The job is to output each record again, character for character.

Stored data
....................
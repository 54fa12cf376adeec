use crate::models::Story;

#[derive(Debug, Clone, Copy, PartialEq, Eq, Default)]
pub enum SortKey {
    #[default]
    None,
    Title,
    Author,
    Comments,
    Points,
}

impl SortKey {
    pub fn label(&self) -> &'static str {
        match self {
            SortKey::None => "Fetched",
            SortKey::Title => "Title",
            SortKey::Author => "Author",
            SortKey::Comments => "Comments",
            SortKey::Points => "Points",
        }
    }

    fn sort(&self, list: &mut Vec<&Story>) {
        match self {
            SortKey::None => {}
            SortKey::Title => list.sort_by(|a, b| a.title.cmp(&b.title)),
            SortKey::Author => list.sort_by(|a, b| a.author.cmp(&b.author)),
            // Counts rank highest first: ascending stable sort, then flipped
            SortKey::Comments => {
                list.sort_by_key(|s| s.comment_count);
                list.reverse();
            }
            SortKey::Points => {
                list.sort_by_key(|s| s.point_count);
                list.reverse();
            }
        }
    }
}

#[derive(Debug, Clone, Copy, PartialEq, Eq, Default)]
pub struct SortState {
    pub key: SortKey,
    pub is_reverse: bool,
}

impl SortState {
    /// Clicking the active column flips direction, any other column starts fresh.
    pub fn select(&mut self, key: SortKey) {
        self.is_reverse = self.key == key && !self.is_reverse;
        self.key = key;
    }

    pub fn apply<'a>(&self, stories: &'a [Story]) -> Vec<&'a Story> {
        let mut list: Vec<&Story> = stories.iter().collect();
        self.key.sort(&mut list);
        if self.is_reverse {
            list.reverse();
        }
        list
    }
}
....................
▶ WRITTEN ANSWER
repository 54fa12cf376adeec
use crate::models::Story;

#[derive(Debug, Clone, Copy, PartialEq, Eq, Default)]
pub enum SortKey {
    #[default]
    None,
    Title,
    Author,
    Comments,
    Points,
}

impl SortKey {
    pub fn label(&self) -> &'static str {
        match self {
            SortKey::None => "Fetched",
            SortKey::Title => "Title",
            SortKey::Author => "Author",
            SortKey::Comments => "Comments",
            SortKey::Points => "Points",
        }
    }

    fn sort(&self, list: &mut Vec<&Story>) {
        match self {
            SortKey::None => {}
            SortKey::Title => list.sort_by(|a, b| a.title.cmp(&b.title)),
            SortKey::Author => list.sort_by(|a, b| a.author.cmp(&b.author)),
            // Counts rank highest first: ascending stable sort, then flipped
            SortKey::Comments => {
                list.sort_by_key(|s| s.comment_count);
                list.reverse();
            }
            SortKey::Points => {
                list.sort_by_key(|s| s.point_count);
                list.reverse();
            }
        }
    }
}

#[derive(Debug, Clone, Copy, PartialEq, Eq, Default)]
pub struct SortState {
    pub key: SortKey,
    pub is_reverse: bool,
}

impl SortState {
    /// Clicking the active column flips direction, any other column starts fresh.
    pub fn select(&mut self, key: SortKey) {
        self.is_reverse = self.key == key && !self.is_reverse;
        self.key = key;
    }

    pub fn apply<'a>(&self, stories: &'a [Story]) -> Vec<&'a Story> {
        let mut list: Vec<&Story> = stories.iter().collect();
        self.key.sort(&mut list);
        if self.is_reverse {
            list.reverse();
        }
        list
    }
}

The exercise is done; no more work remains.